By Fr. Bud Grant
By the time you see this, Pope Francis’ environmental encyclical has been released. Judging from the vituperative “pre-buttals” — the attacks made on the pope’s position weeks before anyone read it — you are probably also hearing about how the pope is “more Marx than Moses,” an “ideologue and meddlesome egoist” guilty of “apocalyptic alarmism,” and, my personal pick for most vitriolic, that “Francis sullies his office by using demagogic formulations to bully the populace into reflexive climate action with no more substantive guide than theologized propaganda” (Maureen Mullarkey, New York Times, 4.28.15).
Why this outrage, even “pre-rage?” There is a current of tea party passion (I mean that of Boston in 1773) that runs deep in the American psyche that mistrusts aloof and imperialist government. Is climate change action seen as a global big brother seeking to deprive us of our civil rights? To be frank, this seems a concern unhinged from fact, especially given that, according to Gallup, three-quarters of Americans are OK with the so-called “Patriot Act.” Besides, the harm of being wrong on climate change is beyond calculation. It is wearisome to repeat the near total consensus in the scientific community that it is real and anthropogenic. I wonder if skeptics entertain doubts about scientific veracity when taking medicine, boarding a plane, or consuming genetically modified foodstuffs. If we trust science-based technology, why refuse scientific judgment on the most critical issue of this — or any preceding — age?
Of 17 (and counting) presidential candidates, five accept anthropogenic climate change, seven deny it and five have gone back and forth. Rick Santorum, a Catholic, recently said that the church is “probably better off leaving science to the scientists and focusing on what we’re really good at, which is theology and morality” (climateprogress.org 6.3.15). The problem with Santorum’s comment is that we can’t do theology and ethics without reference to science. To do so would be to box ourselves into a corner of ignorance and irrelevance. Imagine debating end-of-life issues without understanding medicine or insisting on feeding the poor with no knowledge of agronomy. Proclaiming possession of eternal truth without reference to the fruits of rational inquiry is not the Catholic way.

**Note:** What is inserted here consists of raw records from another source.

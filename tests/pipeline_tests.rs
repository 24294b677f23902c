//! End-to-end tests for scan → build → render

use coursemap::config::Config;
use coursemap::graph::build_graph;
use coursemap::models::{CollisionPolicy, GraphWarning};
use coursemap::parser::scan_directory;
use coursemap::render::{AvailabilityInfo, Engine};
use coursemap::{
    check_engine_available_with_config, generate_course_map, generate_inline_svg,
    get_engine_info_with_config, inline_svg_or_diagnostic, CourseMap, ErrorKind, FailureKind,
    OutputFormat, RenderError,
};
use std::fs;
use std::path::{Path, PathBuf};
use tempfile::TempDir;

const MISSING_ENGINE: &str = "/nonexistent/coursemap-tests/dot";

fn write_doc(dir: &Path, relative: &str, content: &str) {
    let path = dir.join(relative);
    fs::create_dir_all(path.parent().unwrap()).unwrap();
    fs::write(path, content).unwrap();
}

fn course_doc(id: &str, title: &str, prereqs: &[&str]) -> String {
    format!(
        "---\ntitle: \"{title}\"\ncourse-map:\n  id: {id}\n  prerequisites: [{}]\n---\n\nBody.\n",
        prereqs.join(", ")
    )
}

fn samples_dir() -> PathBuf {
    Path::new(env!("CARGO_MANIFEST_DIR")).join("samples/courses")
}

/// Config file pointing the engine at an executable that does not exist
fn missing_engine_config(dir: &Path) -> PathBuf {
    let path = dir.join("coursemap.toml");
    fs::write(&path, format!("[render]\nengine = \"{MISSING_ENGINE}\"\n")).unwrap();
    path
}

/// Engine returning a canned SVG document
struct CannedSvg;

impl Engine for CannedSvg {
    fn name(&self) -> &str {
        "canned"
    }

    fn probe(&self) -> AvailabilityInfo {
        AvailabilityInfo {
            engine: "canned".to_string(),
            available: true,
            details: "canned version 1".to_string(),
        }
    }

    fn render(&self, description: &str, _format: OutputFormat) -> Result<Vec<u8>, RenderError> {
        let nodes = description.matches("tooltip=").count();
        Ok(format!(
            "<?xml version=\"1.0\" encoding=\"UTF-8\" standalone=\"no\"?>\n\
             <!DOCTYPE svg PUBLIC \"-//W3C//DTD SVG 1.1//EN\"\n \"http://www.w3.org/Graphics/SVG/1.1/DTD/svg11.dtd\">\n\
             <svg data-nodes=\"{nodes}\"></svg>\n"
        )
        .into_bytes())
    }
}

#[test]
fn two_courses_give_one_prerequisite_edge() {
    let dir = TempDir::new().unwrap();
    write_doc(dir.path(), "intro.qmd", &course_doc("CS101", "Intro", &[]));
    write_doc(dir.path(), "algorithms.qmd", &course_doc("CS201", "Algorithms", &["CS101"]));

    let dot = CourseMap::new(Config::default())
        .generate_dot(dir.path())
        .unwrap();

    assert_eq!(dot.matches("[label=").count(), 2);
    assert_eq!(dot.matches(" -> ").count(), 1);
    assert!(dot.contains("\"CS101\" -> \"CS201\";"));
    assert!(dot.contains("label=\"Intro\""));
    assert!(dot.contains("label=\"Algorithms\""));
}

#[test]
fn undefined_prerequisite_is_dangling() {
    let dir = TempDir::new().unwrap();
    write_doc(dir.path(), "algorithms.qmd", &course_doc("CS201", "Algorithms", &["CS999"]));

    let scan = scan_directory(dir.path(), &Config::default()).unwrap();
    let graph = build_graph(scan);

    assert_eq!(graph.course_count(), 1);
    assert_eq!(graph.edge_count(), 0);
    assert_eq!(graph.dangling_references().len(), 1);
    assert_eq!(graph.dangling_references()[0].course, "CS201");
    assert_eq!(graph.dangling_references()[0].missing, "CS999");
}

#[test]
fn inline_mode_without_engine_is_engine_not_found() {
    let dir = TempDir::new().unwrap();
    write_doc(dir.path(), "courses/intro.qmd", &course_doc("CS101", "Intro", &[]));
    let config_path = missing_engine_config(dir.path());
    let input = dir.path().join("courses");

    let err = generate_inline_svg(&input, Some(config_path.as_path())).unwrap_err();
    assert_eq!(err.kind(), ErrorKind::EngineNotFound);

    let placeholder = inline_svg_or_diagnostic(&input, Some(config_path.as_path()));
    assert!(placeholder.starts_with("<!-- Course Map Error:"));
    assert!(placeholder.contains(MISSING_ENGINE));
    assert!(placeholder.ends_with("-->"));
}

#[test]
fn missing_input_directory_is_reported() {
    let dir = TempDir::new().unwrap();
    let missing = dir.path().join("nope");

    let err = generate_course_map(&missing, &dir.path().join("map.dot"), OutputFormat::Dot, None)
        .unwrap_err();
    assert_eq!(err.kind(), ErrorKind::InputNotFound);

    let placeholder = inline_svg_or_diagnostic(&missing, None);
    assert!(placeholder.starts_with("<!-- Course Map Error: input directory"));
}

#[test]
fn dot_file_output_needs_no_engine() {
    let dir = TempDir::new().unwrap();
    write_doc(dir.path(), "courses/intro.qmd", &course_doc("CS101", "Intro", &[]));
    let config_path = missing_engine_config(dir.path());
    let output = dir.path().join("out/map.dot");

    let written = generate_course_map(
        &dir.path().join("courses"),
        &output,
        OutputFormat::Dot,
        Some(config_path.as_path()),
    )
    .unwrap();

    assert_eq!(written, output);
    let text = fs::read_to_string(&output).unwrap();
    assert!(text.starts_with("digraph CourseMap {"));
}

#[test]
fn serialized_output_is_deterministic() {
    let dir = TempDir::new().unwrap();
    write_doc(dir.path(), "b.qmd", &course_doc("B", "Second", &["A", "Z"]));
    write_doc(dir.path(), "a.qmd", &course_doc("A", "First", &[]));
    write_doc(dir.path(), "c/c.qmd", &course_doc("C", "Third", &["A", "B"]));

    let map = CourseMap::new(Config::default());
    let first = map.generate_dot(dir.path()).unwrap();
    let second = map.generate_dot(dir.path()).unwrap();

    assert_eq!(first, second);
}

#[test]
fn duplicate_identifier_keeps_one_record() {
    let dir = TempDir::new().unwrap();
    write_doc(dir.path(), "a/intro.qmd", &course_doc("CS101", "Intro A", &[]));
    write_doc(dir.path(), "b/intro.qmd", &course_doc("CS101", "Intro B", &[]));

    let scan = scan_directory(dir.path(), &Config::default()).unwrap();
    assert_eq!(scan.len(), 1);
    assert_eq!(scan.collisions().len(), 1);
    assert_eq!(scan.get("CS101").unwrap().title, "Intro A");

    let mut config = Config::default();
    config.scan.collision = CollisionPolicy::LastWins;
    let scan = scan_directory(dir.path(), &config).unwrap();
    assert_eq!(scan.len(), 1);
    assert_eq!(scan.collisions().len(), 1);
    assert_eq!(scan.get("CS101").unwrap().title, "Intro B");
}

#[test]
fn cycles_are_reported_but_still_rendered() {
    let dir = TempDir::new().unwrap();
    write_doc(dir.path(), "a.qmd", &course_doc("A", "A", &["C"]));
    write_doc(dir.path(), "b.qmd", &course_doc("B", "B", &["A"]));
    write_doc(dir.path(), "c.qmd", &course_doc("C", "C", &["B"]));

    let map = CourseMap::new(Config::default());
    let graph = map.build(dir.path()).unwrap();

    assert!(matches!(graph.warnings().as_slice(), [GraphWarning::Cycle(_)]));
    assert_eq!(graph.edge_count(), 3);

    let dot = map.generate_dot(dir.path()).unwrap();
    assert_eq!(dot.matches("[color=\"red\"]").count(), 3);
}

#[test]
fn inline_svg_from_substitute_engine() {
    let map = CourseMap::with_engine(Config::default(), Box::new(CannedSvg));

    let svg = map.generate_inline_svg(samples_dir()).unwrap();

    assert_eq!(svg, "<svg data-nodes=\"3\"></svg>");
}

#[test]
fn sample_catalog_scans_as_expected() {
    let map = CourseMap::new(Config::default());
    let scan = map.scan(samples_dir()).unwrap();

    let ids: Vec<_> = scan.records().keys().cloned().collect();
    assert_eq!(ids, vec!["CS101", "CS102", "CS201"]);
    assert_eq!(scan.get("CS101").unwrap().phase, "Pre");
    assert_eq!(scan.get("CS101").unwrap().attributes["credits"], "4");
    assert_eq!(scan.get("CS102").unwrap().prerequisites, vec!["CS101"]);

    let kinds: Vec<_> = scan.failures().iter().map(|f| f.kind).collect();
    assert_eq!(kinds, vec![FailureKind::MissingMetadata]);

    let graph = build_graph(scan);
    assert_eq!(graph.edge_count(), 2);
    assert_eq!(graph.dangling_for("CS201").collect::<Vec<_>>(), vec!["MATH101"]);
    assert!(graph.cycles().is_empty());

    let dot = map.render(&graph, OutputFormat::Dot).unwrap();
    let dot = String::from_utf8(dot).unwrap();
    assert!(dot.contains("\"CS101\" [label=\"Introduction to Programming\", fillcolor=\"lightblue\""));
    assert!(dot.contains("\"CS102\" -> \"CS201\";"));
    assert!(dot.contains("penwidth=2"));
}

#[test]
fn missing_engine_probe_is_unavailable() {
    let mut config = Config::default();
    config.render.engine = MISSING_ENGINE.to_string();

    let probe = CourseMap::new(config).probe_engine();

    assert!(!probe.available);
    assert_eq!(probe.engine, MISSING_ENGINE);
}

#[test]
fn engine_checks_follow_configured_engine() {
    let dir = TempDir::new().unwrap();
    let config_path = missing_engine_config(dir.path());

    assert!(!check_engine_available_with_config(Some(config_path.as_path())).unwrap());

    let err = get_engine_info_with_config(Some(config_path.as_path())).unwrap_err();
    assert_eq!(err.kind(), ErrorKind::EngineUnavailable);
    assert!(err.to_string().contains(MISSING_ENGINE));

    let err = check_engine_available_with_config(Some(dir.path().join("absent.toml").as_path()))
        .unwrap_err();
    assert_eq!(err.kind(), ErrorKind::Config);
}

Pope Francis incidentally, has training in chemistry. Moreover, he represents a church which, contrary to popular belief, has made invaluable contributions to the sciences through the likes of Bacon, Chardin, Copernicus, da Vinci, Descartes, Fermi, Guttenberg, Lamarck, Lavoisier, Albert Magnus, Marconi, Mendel, Ockham, Pascal, Pasteur, and yes, Galileo, (dozens of whom were Jesuits and a few, saints). The point is that the church, when not clouded by fearful defensiveness, mistrust and rigidity, embraces the insights of the natural sciences, and not passively, as in building a firewall between rational inquiry and faith conviction, but for the purposes of deepening both.
Pope Francis, then, has every right and even a moral imperative to speak on the issue of climate change and environmental concerns. It is not just that he is trained to think like a scientist or that he is of a tradition that embraces the sciences. He is primarily and fundamentally a man of faith who believes that nature is intrinsically good, being God’s creation, and that its resources ought to be put at the service of the marginalized and future generations. That he has also been vociferously decrying the damage that we have done to creation insists that anyone who would rather enjoy cozy denial or who is prone to ideological reactionism is on the wrong side of science and the wrong side of our faith. In my way of thinking, this makes him, not a demagogue, zealot, or Marxist, but a prophet. Our Scriptures make it pretty clear what happens when God’s people ignore his prophets and in this case it would be self-inflicted.
(Father Bud Grant is a professor of theology at St. Ambrose University in Davenport.)